TASK: All the records below must be returned exactly as they stand.

RECORDED DATA:
use std::sync::Arc;
use std::time::Duration;

use tokio::sync::oneshot;
use tokio::task::JoinHandle;
use tokio::time::{Instant, MissedTickBehavior};

use crate::usecase::contracts::NotificationGateway;
use crate::usecase::notifications::NotificationStore;

pub const DEFAULT_POLL_INTERVAL: Duration = Duration::from_secs(30);

/// Background resynchronisation of the unread counter.
#[derive(Debug, Clone, Copy)]
pub struct PollingRefresher {
    period: Duration,
}

impl Default for PollingRefresher {
    fn default() -> Self {
        Self::new(DEFAULT_POLL_INTERVAL)
    }
}

impl PollingRefresher {
    pub fn new(period: Duration) -> Self {
        Self { period }
    }

    pub fn period(&self) -> Duration {
        self.period
    }

    /// Starts polling. The first refresh happens one full period from now.
    pub fn spawn<G>(&self, store: Arc<NotificationStore<G>>) -> PollingHandle
    where
        G: NotificationGateway + 'static,
    {
        let period = self.period;
        let (shutdown_tx, mut shutdown_rx) = oneshot::channel::<()>();

        let task = tokio::spawn(async move {
            tracing::info!(period_secs = period.as_secs(), "unread count polling started");

            let mut ticker = tokio::time::interval_at(Instant::now() + period, period);
            ticker.set_missed_tick_behavior(MissedTickBehavior::Delay);

            loop {
                tokio::select! {
                    _ = ticker.tick() => {
                        // Failures are recorded on the store; the schedule keeps going.
                        store.load_unread_count().await;
                        metrics::counter!("notification_unread_polls_total").increment(1);
                    }
                    _ = &mut shutdown_rx => break,
                }
            }

            tracing::info!("unread count polling stopped");
        });

        PollingHandle {
            shutdown: Some(shutdown_tx),
            task: Some(task),
        }
    }
}

/// Owns the polling task. Dropping the handle aborts it.
pub struct PollingHandle {
    shutdown: Option<oneshot::Sender<()>>,
    task: Option<JoinHandle<()>>,
}

impl PollingHandle {
    /// Stops the task and waits for an in-flight refresh to finish.
    pub async fn stop(mut self) {
        if let Some(shutdown) = self.shutdown.take() {
            let _ = shutdown.send(());
        }
        if let Some(task) = self.task.take() {
            if let Err(e) = task.await {
                tracing::warn!(error = %e, "polling task ended abnormally");
            }
        }
    }

    pub fn is_finished(&self) -> bool {
        self.task.as_ref().is_none_or(JoinHandle::is_finished)
    }
}

impl Drop for PollingHandle {
    fn drop(&mut self) {
        if let Some(task) = self.task.take() {
            task.abort();
        }
    }
}

#[cfg(test)]
mod tests {
    use super::*;
    use crate::domain::session::Session;
    use crate::repository::errors::GatewayError;
    use crate::usecase::contracts::MockNotificationGateway;
    use std::sync::atomic::{AtomicUsize, Ordering};

    async fn store_counting_polls(
        fail_first: bool,
    ) -> (Arc<NotificationStore<MockNotificationGateway>>, Arc<AtomicUsize>) {
        let calls = Arc::new(AtomicUsize::new(0));
        let seen = calls.clone();

        let mut gateway = MockNotificationGateway::new();
        gateway.expect_unread_count().returning(move |_| {
            let n = seen.fetch_add(1, Ordering::SeqCst) + 1;
            if fail_first && n == 1 {
                Err(GatewayError::Transport("connection reset".to_string()))
            } else {
                Ok(n as u64 * 10)
            }
        });

        let store = Arc::new(NotificationStore::new(gateway));
        store.set_session(Some(Session::new("user-1", "tenant-1", "token"))).await;
        (store, calls)
    }

    #[test]
    fn test_default_period_is_thirty_seconds() {
        assert_eq!(PollingRefresher::default().period(), Duration::from_secs(30));
    }

    #[tokio::test(start_paused = true)]
    async fn test_polls_on_every_period() {
        let (store, calls) = store_counting_polls(false).await;
        let handle = PollingRefresher::new(Duration::from_secs(30)).spawn(store.clone());

        tokio::time::sleep(Duration::from_secs(29)).await;
        assert_eq!(calls.load(Ordering::SeqCst), 0);

        tokio::time::sleep(Duration::from_secs(66)).await;
        assert_eq!(calls.load(Ordering::SeqCst), 3);
        assert_eq!(store.unread_count(), 30);

        handle.stop().await;
    }

    #[tokio::test(start_paused = true)]
    async fn test_failed_refresh_keeps_schedule() {
        let (store, calls) = store_counting_polls(true).await;
        let handle = PollingRefresher::new(Duration::from_secs(30)).spawn(store.clone());

        tokio::time::sleep(Duration::from_secs(31)).await;
        assert_eq!(calls.load(Ordering::SeqCst), 1);
        assert_eq!(store.unread_count(), 0);
        assert!(store.error().await.is_some());

        tokio::time::sleep(Duration::from_secs(30)).await;
        assert_eq!(calls.load(Ordering::SeqCst), 2);
        assert_eq!(store.unread_count(), 20);
        assert!(!handle.is_finished());

        handle.stop().await;
    }

    #[tokio::test(start_paused = true)]
    async fn test_stop_ends_polling() {
        let (store, calls) = store_counting_polls(false).await;
        let handle = PollingRefresher::new(Duration::from_secs(30)).spawn(store);

        tokio::time::sleep(Duration::from_secs(31)).await;
        handle.stop().await;
        tokio::time::sleep(Duration::from_secs(300)).await;

        assert_eq!(calls.load(Ordering::SeqCst), 1);
    }

    #[tokio::test(start_paused = true)]
    async fn test_drop_aborts_polling() {
        let (store, calls) = store_counting_polls(false).await;
        let handle = PollingRefresher::new(Duration::from_secs(30)).spawn(store);

        drop(handle);
        tokio::time::sleep(Duration::from_secs(300)).await;

        assert_eq!(calls.load(Ordering::SeqCst), 0);
    }
}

TASK RESPONSE:
use std::sync::Arc;
use std::time::Duration;

use tokio::sync::oneshot;
use tokio::task::JoinHandle;
use tokio::time::{Instant, MissedTickBehavior};

use crate::usecase::contracts::NotificationGateway;
use crate::usecase::notifications::NotificationStore;

pub const DEFAULT_POLL_INTERVAL: Duration = Duration::from_secs(30);

/// Background resynchronisation of the unread counter.
#[derive(Debug, Clone, Copy)]
pub struct PollingRefresher {
    period: Duration,
}

impl Default for PollingRefresher {
    fn default() -> Self {
        Self::new(DEFAULT_POLL_INTERVAL)
    }
}

impl PollingRefresher {
    pub fn new(period: Duration) -> Self {
        Self { period }
    }

    pub fn period(&self) -> Duration {
        self.period
    }

    /// Starts polling. The first refresh happens one full period from now.
    pub fn spawn<G>(&self, store: Arc<NotificationStore<G>>) -> PollingHandle
    where
        G: NotificationGateway + 'static,
    {
        let period = self.period;
        let (shutdown_tx, mut shutdown_rx) = oneshot::channel::<()>();

        let task = tokio::spawn(async move {
            tracing::info!(period_secs = period.as_secs(), "unread count polling started");

            let mut ticker = tokio::time::interval_at(Instant::now() + period, period);
            ticker.set_missed_tick_behavior(MissedTickBehavior::Delay);

            loop {
                tokio::select! {
                    _ = ticker.tick() => {
                        // Failures are recorded on the store; the schedule keeps going.
                        store.load_unread_count().await;
                        metrics::counter!("notification_unread_polls_total").increment(1);
                    }
                    _ = &mut shutdown_rx => break,
                }
            }

            tracing::info!("unread count polling stopped");
        });

        PollingHandle {
            shutdown: Some(shutdown_tx),
            task: Some(task),
        }
    }
}

/// Owns the polling task. Dropping the handle aborts it.
pub struct PollingHandle {
    shutdown: Option<oneshot::Sender<()>>,
    task: Option<JoinHandle<()>>,
}

impl PollingHandle {
    /// Stops the task and waits for an in-flight refresh to finish.
    pub async fn stop(mut self) {
        if let Some(shutdown) = self.shutdown.take() {
            let _ = shutdown.send(());
        }
        if let Some(task) = self.task.take() {
            if let Err(e) = task.await {
                tracing::warn!(error = %e, "polling task ended abnormally");
            }
        }
    }

    pub fn is_finished(&self) -> bool {
        self.task.as_ref().is_none_or(JoinHandle::is_finished)
    }
}

impl Drop for PollingHandle {
    fn drop(&mut self) {
        if let Some(task) = self.task.take() {
            task.abort();
        }
    }
}

#[cfg(test)]
mod tests {
    use super::*;
    use crate::domain::session::Session;
    use crate::repository::errors::GatewayError;
    use crate::usecase::contracts::MockNotificationGateway;
    use std::sync::atomic::{AtomicUsize, Ordering};

    async fn store_counting_polls(
        fail_first: bool,
    ) -> (Arc<NotificationStore<MockNotificationGateway>>, Arc<AtomicUsize>) {
        let calls = Arc::new(AtomicUsize::new(0));
        let seen = calls.clone();

        let mut gateway = MockNotificationGateway::new();
        gateway.expect_unread_count().returning(move |_| {
            let n = seen.fetch_add(1, Ordering::SeqCst) + 1;
            if fail_first && n == 1 {
                Err(GatewayError::Transport("connection reset".to_string()))
            } else {
                Ok(n as u64 * 10)
            }
        });

        let store = Arc::new(NotificationStore::new(gateway));
        store.set_session(Some(Session::new("user-1", "tenant-1", "token"))).await;
        (store, calls)
    }

    #[test]
    fn test_default_period_is_thirty_seconds() {
        assert_eq!(PollingRefresher::default().period(), Duration::from_secs(30));
    }

    #[tokio::test(start_paused = true)]
    async fn test_polls_on_every_period() {
        let (store, calls) = store_counting_polls(false).await;
        let handle = PollingRefresher::new(Duration::from_secs(30)).spawn(store.clone());

        tokio::time::sleep(Duration::from_secs(29)).await;
        assert_eq!(calls.load(Ordering::SeqCst), 0);

        tokio::time::sleep(Duration::from_secs(66)).await;
        assert_eq!(calls.load(Ordering::SeqCst), 3);
        assert_eq!(store.unread_count(), 30);

        handle.stop().await;
    }

    #[tokio::test(start_paused = true)]
    async fn test_failed_refresh_keeps_schedule() {
        let (store, calls) = store_counting_polls(true).await;
        let handle = PollingRefresher::new(Duration::from_secs(30)).spawn(store.clone());

        tokio::time::sleep(Duration::from_secs(31)).await;
        assert_eq!(calls.load(Ordering::SeqCst), 1);
        assert_eq!(store.unread_count(), 0);
        assert!(store.error().await.is_some());

        tokio::time::sleep(Duration::from_secs(30)).await;
        assert_eq!(calls.load(Ordering::SeqCst), 2);
        assert_eq!(store.unread_count(), 20);
        assert!(!handle.is_finished());

        handle.stop().await;
    }

    #[tokio::test(start_paused = true)]
    async fn test_stop_ends_polling() {
        let (store, calls) = store_counting_polls(false).await;
        let handle = PollingRefresher::new(Duration::from_secs(30)).spawn(store);

        tokio::time::sleep(Duration::from_secs(31)).await;
        handle.stop().await;
        tokio::time::sleep(Duration::from_secs(300)).await;

        assert_eq!(calls.load(Ordering::SeqCst), 1);
    }

    #[tokio::test(start_paused = true)]
    async fn test_drop_aborts_polling() {
        let (store, calls) = store_counting_polls(false).await;
        let handle = PollingRefresher::new(Duration::from_secs(30)).spawn(store);

        drop(handle);
        tokio::time::sleep(Duration::from_secs(300)).await;

        assert_eq!(calls.load(Ordering::SeqCst), 0);
    }
}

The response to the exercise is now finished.